Fine-tuning Pre-trained Models for Vietnamese NLP

January 10, 2024 10 min read Ngoc Luu

Vietnamese Fine-tuning Tutorial

Introduction

Vietnamese NLP presents unique challenges due to the language's tonal nature, complex morphology, and lack of spaces between syllables. However, with the advent of pre-trained language models like PhoBERT, BARTpho, and ViT5, Vietnamese NLP has made significant progress.
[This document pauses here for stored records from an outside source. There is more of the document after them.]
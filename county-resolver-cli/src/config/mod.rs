//! Configuration du run
//!
//! Ordre de priorité: valeurs par défaut, fichier JSON (`--config`),
//! variables d'environnement `COUNTY_RESOLVER_*` (`.env` inclus), puis flags CLI.

use std::path::Path;
use std::str::FromStr;

use anyhow::{Context, Result};
use county_resolver::regions::DEFAULT_ID_PROPERTY;
use county_resolver::types::{DEFAULT_BATCH_SIZE, DEFAULT_WORKER_COUNT};
use county_resolver::{CoordinateOrder, CsvOptions, ResolverConfig};
use serde::{Deserialize, Serialize};

pub const ENV_WORKERS: &str = "COUNTY_RESOLVER_WORKERS";
pub const ENV_BATCH_SIZE: &str = "COUNTY_RESOLVER_BATCH_SIZE";
pub const ENV_STRICT: &str = "COUNTY_RESOLVER_STRICT";

/// Paramètres d'un run `resolve`
#[derive(Debug, Clone, PartialEq, Deserialize, Serialize)]
#[serde(default, deny_unknown_fields)]
pub struct ResolverSettings {
    /// Nombre de threads de classification
    pub workers: usize,

    /// Nombre de points par batch
    pub batch_size: usize,

    /// Un batch en échec fait échouer le run
    pub strict: bool,

    /// Propriété GeoJSON portant l'identifiant de région
    pub id_property: String,

    /// Séparateur CSV (un caractère ASCII)
    pub delimiter: char,

    /// Colonnes `latitude,longitude` au lieu de `longitude,latitude`
    pub lat_first: bool,

    /// Première ligne du CSV = en-tête
    pub has_header: bool,

    /// Seuil minimal de points résolus / points lus
    pub min_resolved_fraction: Option<f64>,

    /// Seuil minimal de débit (points résolus par seconde)
    pub min_rate: Option<f64>,
}

impl Default for ResolverSettings {
    fn default() -> Self {
        Self {
            workers: DEFAULT_WORKER_COUNT,
            batch_size: DEFAULT_BATCH_SIZE,
            strict: false,
            id_property: DEFAULT_ID_PROPERTY.to_string(),
            delimiter: ',',
            lat_first: false,
            has_header: false,
            min_resolved_fraction: None,
            min_rate: None,
        }
    }
}

impl ResolverSettings {
    /// Charge les paramètres depuis un fichier JSON (champs absents = défaut)
    pub fn load(path: &Path) -> Result<Self> {
        let content = std::fs::read_to_string(path)
            .context(format!("Failed to read config file: {}", path.display()))?;

        serde_json::from_str(&content).context("Failed to parse config JSON")
    }

    /// Paramètres par défaut surchargés par l'environnement
    pub fn from_env() -> Result<Self> {
        let mut settings = Self::default();
        settings.apply_env()?;
        Ok(settings)
    }

    /// Applique les variables `COUNTY_RESOLVER_*` du process
    pub fn apply_env(&mut self) -> Result<()> {
        self.apply_vars(|name| std::env::var(name).ok())
    }

    /// Applique des variables lues via `lookup` (absentes ou vides = ignorées)
    pub fn apply_vars<F>(&mut self, lookup: F) -> Result<()>
    where
        F: Fn(&str) -> Option<String>,
    {
        let value = |name: &str| lookup(name).filter(|v| !v.trim().is_empty());

        if let Some(raw) = value(ENV_WORKERS) {
            self.workers = parse_var(ENV_WORKERS, &raw)?;
        }
        if let Some(raw) = value(ENV_BATCH_SIZE) {
            self.batch_size = parse_var(ENV_BATCH_SIZE, &raw)?;
        }
        if let Some(raw) = value(ENV_STRICT) {
            self.strict = parse_bool(&raw)
                .with_context(|| format!("Invalid value for {}: {}", ENV_STRICT, raw))?;
        }
        Ok(())
    }

    /// Configuration du moteur (validée)
    pub fn resolver_config(&self) -> Result<ResolverConfig> {
        let config = ResolverConfig::new(self.workers, self.batch_size).strict(self.strict);
        config.validate().context("Invalid resolver settings")?;
        Ok(config)
    }

    /// Options de lecture du CSV de points
    pub fn csv_options(&self) -> Result<CsvOptions> {
        if !self.delimiter.is_ascii() {
            anyhow::bail!("CSV delimiter must be an ASCII character, got {:?}", self.delimiter);
        }

        Ok(CsvOptions {
            delimiter: self.delimiter as u8,
            order: if self.lat_first {
                CoordinateOrder::LatLon
            } else {
                CoordinateOrder::LonLat
            },
            has_header: self.has_header,
        })
    }
}

fn parse_var<T>(name: &str, raw: &str) -> Result<T>
where
    T: FromStr,
    T::Err: std::error::Error + Send + Sync + 'static,
{
    raw.trim()
        .parse()
        .with_context(|| format!("Invalid value for {}: {}", name, raw))
}

fn parse_bool(raw: &str) -> Option<bool> {
    match raw.trim().to_lowercase().as_str() {
        "1" | "true" | "yes" | "on" => Some(true),
        "0" | "false" | "no" | "off" => Some(false),
        _ => None,
    }
}

#[cfg(test)]
mod tests {
    use super::*;
    use std::collections::HashMap;

    fn vars(pairs: &[(&str, &str)]) -> HashMap<String, String> {
        pairs
            .iter()
            .map(|(k, v)| (k.to_string(), v.to_string()))
            .collect()
    }

    #[test]
    fn test_defaults() {
        let settings = ResolverSettings::default();
        assert_eq!(settings.workers, 100);
        assert_eq!(settings.batch_size, 1000);
        assert_eq!(settings.id_property, "LVL_2_ID");
        assert!(!settings.strict);
    }

    #[test]
    fn test_load_partial_file() {
        let dir = tempfile::tempdir().unwrap();
        let path = dir.path().join("resolver.json");
        std::fs::write(&path, r#"{"workers": 8, "delimiter": ";", "min_rate": 5000}"#).unwrap();

        let settings = ResolverSettings::load(&path).unwrap();
        assert_eq!(settings.workers, 8);
        assert_eq!(settings.batch_size, 1000);
        assert_eq!(settings.delimiter, ';');
        assert_eq!(settings.min_rate, Some(5000.0));
    }

    #[test]
    fn test_load_rejects_unknown_field() {
        let dir = tempfile::tempdir().unwrap();
        let path = dir.path().join("resolver.json");
        std::fs::write(&path, r#"{"threads": 8}"#).unwrap();

        assert!(ResolverSettings::load(&path).is_err());
    }

    #[test]
    fn test_load_missing_file() {
        let err = ResolverSettings::load(Path::new("/nonexistent/resolver.json")).unwrap_err();
        assert!(err.to_string().contains("Failed to read config file"));
    }

    #[test]
    fn test_apply_vars() {
        let env = vars(&[
            (ENV_WORKERS, "16"),
            (ENV_BATCH_SIZE, " 250 "),
            (ENV_STRICT, "yes"),
        ]);
        let mut settings = ResolverSettings::default();
        settings.apply_vars(|k| env.get(k).cloned()).unwrap();

        assert_eq!(settings.workers, 16);
        assert_eq!(settings.batch_size, 250);
        assert!(settings.strict);
    }

    #[test]
    fn test_apply_vars_ignores_empty() {
        let env = vars(&[(ENV_WORKERS, "")]);
        let mut settings = ResolverSettings::default();
        settings.apply_vars(|k| env.get(k).cloned()).unwrap();
        assert_eq!(settings.workers, 100);
    }

    #[test]
    fn test_apply_vars_invalid() {
        let env = vars(&[(ENV_BATCH_SIZE, "lots")]);
        let mut settings = ResolverSettings::default();
        let err = settings.apply_vars(|k| env.get(k).cloned()).unwrap_err();
        assert!(err.to_string().contains(ENV_BATCH_SIZE));

        let env = vars(&[(ENV_STRICT, "maybe")]);
        assert!(settings.apply_vars(|k| env.get(k).cloned()).is_err());
    }

    #[test]
    fn test_resolver_config_validation() {
        let settings = ResolverSettings {
            workers: 0,
            ..Default::default()
        };
        assert!(settings.resolver_config().is_err());

        let config = ResolverSettings {
            strict: true,
            ..Default::default()
        }
        .resolver_config()
        .unwrap();
        assert!(config.strict);
        assert_eq!(config.worker_count, 100);
    }

    #[test]
    fn test_csv_options() {
        let settings = ResolverSettings {
            delimiter: ';',
            lat_first: true,
            has_header: true,
            ..Default::default()
        };
        let options = settings.csv_options().unwrap();
        assert_eq!(options.delimiter, b';');
        assert_eq!(options.order, CoordinateOrder::LatLon);
        assert!(options.has_header);

        let settings = ResolverSettings {
            delimiter: '§',
            ..Default::default()
        };
        assert!(settings.csv_options().is_err());
    }
}
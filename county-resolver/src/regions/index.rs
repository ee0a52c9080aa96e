//! Requêtes de contenance sur un ensemble de régions
//!
//! Le classifieur ne dépend que de [`ContainmentIndex`]; [`BruteForceIndex`]
//! teste chaque région avec un pré-filtre par rectangle englobant.

use std::sync::Arc;

use geo::{BoundingRect, Contains, Point as GeoPoint, Rect};

use super::RegionSet;
use crate::types::Point;

/// Quelles régions contiennent strictement un point
///
/// La contenance est stricte: un point sur la frontière d'une région n'est pas
/// dans cette région.
pub trait ContainmentIndex: Send + Sync {
    /// Nombre de régions indexées; les positions vont de 0 à `region_count() - 1`
    fn region_count(&self) -> usize;

    /// Identifiant de la région à une position
    fn region_id(&self, position: usize) -> &str;

    /// Ajoute à `hits` la position de chaque région contenant `point`
    fn containing(&self, point: Point, hits: &mut Vec<usize>);
}

/// Test exhaustif de toutes les régions
#[derive(Debug, Clone)]
pub struct BruteForceIndex {
    regions: Arc<RegionSet>,
    bounds: Vec<Option<Rect<f64>>>,
}

impl BruteForceIndex {
    pub fn new(regions: Arc<RegionSet>) -> Self {
        let bounds = (0..regions.len())
            .map(|idx| regions.region_at(idx).geometry.bounding_rect())
            .collect();
        Self { regions, bounds }
    }

    pub fn regions(&self) -> &RegionSet {
        &self.regions
    }
}

/// Un point strictement intérieur à un polygone est strictement intérieur à son rectangle englobant
#[inline]
fn strictly_inside(rect: &Rect<f64>, point: Point) -> bool {
    point.x > rect.min().x && point.x < rect.max().x && point.y > rect.min().y && point.y < rect.max().y
}

impl ContainmentIndex for BruteForceIndex {
    fn region_count(&self) -> usize {
        self.regions.len()
    }

    fn region_id(&self, position: usize) -> &str {
        &self.regions.region_at(position).id
    }

    fn containing(&self, point: Point, hits: &mut Vec<usize>) {
        let geo_point = GeoPoint::from(point);
        for (idx, bounds) in self.bounds.iter().enumerate() {
            // Géométrie vide
            let Some(rect) = bounds else {
                continue;
            };
            if !strictly_inside(rect, point) {
                continue;
            }
            if self.regions.region_at(idx).geometry.contains(&geo_point) {
                hits.push(idx);
            }
        }
    }
}
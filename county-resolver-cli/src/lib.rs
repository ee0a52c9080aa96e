//! # county-resolver-cli
//!
//! Outil en ligne de commande autour de `county-resolver`: compte des points
//! CSV par comté à partir d'un fichier de régions GeoJSON.
//!
//! ## Usage CLI
//!
//! ```bash
//! # Comptage par comté, rapport JSON
//! county-resolver resolve --regions ./counties.geojson --points ./locations.csv --report run.json
//!
//! # Contrôle d'un fichier de régions
//! county-resolver inspect --regions ./counties.geojson
//! ```

pub mod config;
pub mod report;

pub use config::ResolverSettings;
pub use report::{ResolveReport, RunStatus};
This guide will walk you through fine-tuning these models for various Vietnamese NLP tasks.

Understanding Vietnamese Language Characteristics

Before diving into fine-tuning, it's essential to understand what makes Vietnamese unique:

Tonal Language: Vietnamese has 6 tones that change word meanings
Syllable-based: Words are composed of syllables, with spaces between them
Isolating Language: Minimal inflection, relying on word order and particles
Diacritics: Critical for correct interpretation (e.g., "ma" vs "mà" vs "má")

Available Vietnamese Pre-trained Models

1. PhoBERT

PhoBERT is the first large-scale pre-trained language model for Vietnamese, based on BERT architecture. It comes in two variants: PhoBERT-base and PhoBERT-large.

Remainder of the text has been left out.